Netanya man nabbed in stolen car with LAW missile

Israel Police on Sunday released a gag order on an arrest made earlier this month, in which police nabbed a man suspected of driving a stolen car, and, upon inspecting the car, discovered a LAW missile and a Kalashnikov assault rifle, as well as spare ammunition clips. An indictment against the suspect, Baruch Zuaretz, was filed Sunday in the Tel Aviv District Court. Two weeks ago, police from the Glilot Station had set up a checkpoint on Route 2, north of Kfar Shmaryahu. A Toyota, whose driver apparently had noticed the checkpoint, turned around and tried to flee police by driving into oncoming traffic as it entered the affluent Tel Aviv suburb of Kfar Shmaryahu. After a hot pursuit, police recovered the car, which had been abandoned. Minutes later, they apprehended the suspect, Zuaretz, a 24-year-old Netanya resident. Police recovered the weapons in the vehicle, and also noticed that both the vehicle and its license plates were stolen. The investigation was handed over to the International and Serious Crimes Unit, and following their investigation, the indictment against Zuaretz was handed down on Sunday.
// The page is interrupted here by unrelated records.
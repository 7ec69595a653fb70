use log::info;
use std::io;
use std::path::{Path, PathBuf};

const CACHE_DIR_NAME: &str = "routecast_cache";

pub fn get_cache_dir() -> io::Result<PathBuf> {
    dirs::cache_dir()
        .ok_or_else(|| {
            io::Error::new(
                io::ErrorKind::NotFound,
                "Could not determine system cache directory",
            )
        })
        .map(|p| p.join(CACHE_DIR_NAME))
}

pub async fn ensure_cache_dir_exists(path: &Path) -> io::Result<()> {
    match tokio::fs::metadata(path).await {
        Ok(metadata) => {
            if !metadata.is_dir() {
                return Err(io::Error::new(
                    io::ErrorKind::AlreadyExists,
                    format!(
                        "Cache path exists but is not a directory: {}",
                        path.display()
                    ),
                ));
            }
            Ok(())
        }
        Err(e) if e.kind() == io::ErrorKind::NotFound => {
            info!("Creating cache directory: {}", path.display());
            tokio::fs::create_dir_all(path).await
        }
        Err(e) => Err(e),
    }
}
//! Test doubles shared by the unit tests.

use crate::cache::error::StoreError;
use crate::cache::store::KeyValueStore;
use crate::forecast::error::ProviderError;
use crate::forecast::provider::ForecastProvider;
use crate::route::error::RouteProviderError;
use crate::route::provider::RouteProvider;
use crate::types::coordinate::Coordinate;
use crate::types::forecast::{ForecastDocument, ForecastPeriod, Wind};
use crate::types::route::Route;
use async_trait::async_trait;
use chrono::{DateTime, Duration as ChronoDuration, Utc};
use std::collections::HashSet;
use std::sync::atomic::{AtomicUsize, Ordering};
use std::sync::Mutex;
use std::time::Duration;

pub fn sample_document(start: DateTime<Utc>) -> ForecastDocument {
    ForecastDocument::new(vec![period(start, 6, 15.0, 10.0, 12.0, "Sunny")])
}

pub fn period(
    start: DateTime<Utc>,
    hours: i64,
    temperature_c: f64,
    precipitation_probability_pct: f64,
    wind_kph: f64,
    summary: &str,
) -> ForecastPeriod {
    ForecastPeriod {
        valid_from: start,
        valid_to: start + ChronoDuration::hours(hours),
        temperature_c,
        precipitation_probability_pct,
        wind: Wind {
            speed_kph: wind_kph,
            gust_kph: None,
            direction: Some("NW".to_string()),
        },
        summary: summary.to_string(),
    }
}

/// A forecast provider that counts its calls.
///
/// Every coordinate gets the same document unless a per-point override is
/// registered. Points listed with [`CountingProvider::hang_at`] never answer.
pub struct CountingProvider {
    document: ForecastDocument,
    overrides: Mutex<Vec<(Coordinate, ForecastDocument)>>,
    calls: AtomicUsize,
    fail_next: AtomicUsize,
    delay: Duration,
    hang_at: Mutex<HashSet<Coordinate>>,
}

impl CountingProvider {
    pub fn new(document: ForecastDocument) -> Self {
        Self {
            document,
            overrides: Mutex::new(Vec::new()),
            calls: AtomicUsize::new(0),
            fail_next: AtomicUsize::new(0),
            delay: Duration::ZERO,
            hang_at: Mutex::new(HashSet::new()),
        }
    }

    /// One period `[start, start + 6h)` at `temperature_c`.
    pub fn six_hour_period(start: DateTime<Utc>, temperature_c: f64) -> Self {
        Self::new(ForecastDocument::new(vec![period(
            start,
            6,
            temperature_c,
            10.0,
            12.0,
            "Sunny",
        )]))
    }

    pub fn with_delay(mut self, delay: Duration) -> Self {
        self.delay = delay;
        self
    }

    pub fn with_document_at(self, coordinate: Coordinate, document: ForecastDocument) -> Self {
        self.overrides
            .lock()
            .unwrap()
            .push((coordinate, document));
        self
    }

    pub fn hang_at(&self, coordinate: Coordinate) {
        self.hang_at.lock().unwrap().insert(coordinate);
    }

    pub fn fail_next(&self, n: usize) {
        self.fail_next.store(n, Ordering::SeqCst);
    }

    pub fn calls(&self) -> usize {
        self.calls.load(Ordering::SeqCst)
    }
}

#[async_trait]
impl ForecastProvider for CountingProvider {
    async fn fetch(&self, coordinate: Coordinate) -> Result<ForecastDocument, ProviderError> {
        self.calls.fetch_add(1, Ordering::SeqCst);
        if !self.delay.is_zero() {
            tokio::time::sleep(self.delay).await;
        }
        let hang = self.hang_at.lock().unwrap().contains(&coordinate);
        if hang {
            std::future::pending::<()>().await;
        }
        let failing = self
            .fail_next
            .fetch_update(Ordering::SeqCst, Ordering::SeqCst, |n| n.checked_sub(1))
            .is_ok();
        if failing {
            return Err(ProviderError::Other("scripted failure".to_string()));
        }
        let document = self
            .overrides
            .lock()
            .unwrap()
            .iter()
            .find(|(c, _)| *c == coordinate)
            .map(|(_, d)| d.clone())
            .unwrap_or_else(|| self.document.clone());
        Ok(document)
    }
}

/// A store whose backend is always down.
pub struct FailingStore;

#[async_trait]
impl KeyValueStore for FailingStore {
    async fn get(&self, _key: &str) -> Result<Option<Vec<u8>>, StoreError> {
        Err(StoreError::Unavailable("connection refused".to_string()))
    }

    async fn put(&self, _key: &str, _value: Vec<u8>, _ttl: Duration) -> Result<(), StoreError> {
        Err(StoreError::Unavailable("connection refused".to_string()))
    }

    async fn delete(&self, _key: &str) -> Result<(), StoreError> {
        Err(StoreError::Unavailable("connection refused".to_string()))
    }
}

/// A route provider that returns a fixed route, or no route at all.
pub struct StaticRouteProvider {
    route: Option<Route>,
}

impl StaticRouteProvider {
    pub fn new(route: Route) -> Self {
        Self { route: Some(route) }
    }

    pub fn no_route() -> Self {
        Self { route: None }
    }
}

#[async_trait]
impl RouteProvider for StaticRouteProvider {
    async fn route(
        &self,
        origin: Coordinate,
        destination: Coordinate,
    ) -> Result<Route, RouteProviderError> {
        self.route
            .clone()
            .ok_or(RouteProviderError::NoRoute { origin, destination })
    }
}

/// A straight route along the equator: `n` points 0.2 degrees apart, one
/// minute between neighbours.
pub fn equator_route(n: usize) -> Route {
    let polyline = (0..n)
        .map(|i| Coordinate::new(0.0, i as f64 * 0.2).unwrap())
        .collect();
    let seconds = (0..n).map(|i| i as f64 * 60.0).collect();
    Route::new(polyline, seconds).unwrap()
}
Zuaretz was charged with illegal weapons possession, theft, theft of license plates, and endangering human life on public roads. Zuaretz's attorney, Moshe Sherman, blasted the indictment, saying that his client was not in possession of the car, and highlighting the fact that his client was not apprehended in the car, but rather a few streets away from the abandoned vehicle. Sherman, in an interview on Channel 10, rejected claims that his client was involved in organized crime by pointing out that the indictment does not mention any connection with a criminal organization. He did not, however, state conclusively that his client was not involved in organized crime, answering instead that anybody could accuse anyone of being involved in organized crime without offering proof. Suspicions of an organized crime connection arose in part because of the LAW missile, which has become a popular weapon in violence among crime syndicates. Four months ago, rivals fired a LAW missile at the Netanya house of suspected crime lord Assi Abutbul.